The attention of the court has been directed to the act of the legislature, approved May 1st, 1894, entitled “An act relative to the lighting of streets, roads and public places in this state” (Pamph. L., p. 170), the second section of which provides that any contract theretofore entered into by any city for the lighting of public streets, roads or public places thereof, “ for any period, not exceeding ten years, shall be as valid and effectual as if the same had been entered into and made pursuant to legislative authority for such term,” and it *455is insisted that thereby the contracts in question have been legalized.

But it is deemed that that act does not, by its terms, validate any of the contracts against the objection that the proposals for them were not advertised in accordance with the requirements of law. It is noted, in the language of the statute, that the only defect contemplated and waived is in the length of the term of the contract. The provision is, that where a contract has been entered into for less than ten years, it is to be as valid and effectual as if it had been entered into, pursuant to legislative authority, for its term.

As has been seen, the law authorized the contracts only after due advertisement for proposals for them, without which they were not entered into, pursuant to legislative authority, for any term. That fatal non-compliance with the law has not been waived.

Taking this view of the meaning of the act of 1894, it is not necessary to our conclusion to pass upon the insistment that the act is within the constitutional inhibition of a special law to regulate the internal affairs of a city, upon the ground that such contracts as those in question are of necessity replete with covenants and terms which are applicable only to the contracting parties, of whom a city is one, and, consequently, their establishment by retrospective enactment must result in a special regulation of internal affairs of that city. I am strongly inclined to the opinion that the proposition is entirely sound. It appears to me that to hold otherwise would open a way whereby the constitutional provision invoked might with ease be stripped of its salutary effect. Indeed, I fail now to perceive any process of reason by which a subsequent legislative waiver of a single fatal defect in such a contract can be regarded otherwise than as within the constitutional interdiction.
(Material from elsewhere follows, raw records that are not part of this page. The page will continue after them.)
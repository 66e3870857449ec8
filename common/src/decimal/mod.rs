//! Decimal type utilities for precise financial amounts

pub use rust_decimal::Decimal;
pub use rust_decimal_macros::dec;

/// Monetary amount (balances, minimum balances)
pub type Amount = Decimal;
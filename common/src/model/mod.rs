//! Domain models for the account layer

pub mod account;
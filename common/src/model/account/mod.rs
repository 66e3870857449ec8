//! Account model

use serde::{Deserialize, Serialize};
use uuid::Uuid;

use crate::decimal::Amount;

/// A financial account owned by a user
///
/// Values are always fully populated: a read that cannot produce all four
/// fields fails instead of returning a partial account.
#[derive(Debug, Clone, PartialEq, Eq, Serialize, Deserialize)]
pub struct Account {
    /// Unique account number, assigned when the account is opened
    pub account_no: Uuid,
    /// Owning user (foreign key into `users.userid`)
    pub user_id: Uuid,
    /// Current balance
    pub balance: Amount,
    /// Minimum balance the account must keep
    pub min_balance: Amount,
}

impl Account {
    /// Assemble an account from its parts
    pub fn new(account_no: Uuid, user_id: Uuid, balance: Amount, min_balance: Amount) -> Self {
        Self {
            account_no,
            user_id,
            balance,
            min_balance,
        }
    }
}
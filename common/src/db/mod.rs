use std::time::Duration;

use sqlx::postgres::{PgConnectOptions, PgPoolOptions};
use sqlx::{Pool, Postgres};
use tracing::info;

use crate::error::{Error, Result};

pub mod models;

/// Database pool type
pub type DbPool = Pool<Postgres>;

/// Open a connection pool and verify the storage engine is reachable
///
/// Any failure while establishing the first connection (including rejected
/// credentials) is reported as `Error::Connection`.
pub async fn connect_pool(
    options: PgConnectOptions,
    max_connections: u32,
    acquire_timeout: Duration,
) -> Result<DbPool> {
    info!(
        "Connecting to PostgreSQL at {}:{} with pool size: {}",
        options.get_host(),
        options.get_port(),
        max_connections
    );

    let pool = PgPoolOptions::new()
        .max_connections(max_connections)
        .acquire_timeout(acquire_timeout)
        .connect_with(options)
        .await
        .map_err(|e| Error::Connection(e.to_string()))?;

    info!("Connected to PostgreSQL database");
    Ok(pool)
}
//! Account service for opening and looking up user accounts

pub mod service;
pub mod repository;
pub mod config;

pub use service::{AccountService, INITIAL_BALANCE, MIN_BALANCE};
pub use repository::{AccountRepository, InMemoryAccountRepository, PostgresAccountRepository};
pub use config::{AccountServiceConfig, ConnectionParams};
//! Common types and utilities for the account layer
//!
//! This library holds the pieces shared by every account storage backend: the
//! error taxonomy, the `Account` domain model, decimal helpers, and the
//! PostgreSQL pool and row types.

pub mod error;
pub mod model;
pub mod decimal;
pub mod db;

/// Re-export important types
pub use error::{Error, Result};
pub use decimal::*;
pub use model::account::Account;

// Re-export database types
pub use db::{DbPool, models::DbAccount};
Our conclusion is that all the contracts are invalid and that the judgments which sustain two of them must be reversed, and, also, that the judgments which set aside the other three must be reversed, because they expressly sustain the proceed*456ings preliminary fco the contracts, but that such reversal must be to the end that the preliminary proceedings, as well as the contracts, shall be set aside.

For affirmance — Garrison. 1.

For reversal — The Chancellor, Chief Justice, Magie, Van Syckel, Bogert, Brown, Krueger, Sims. 8.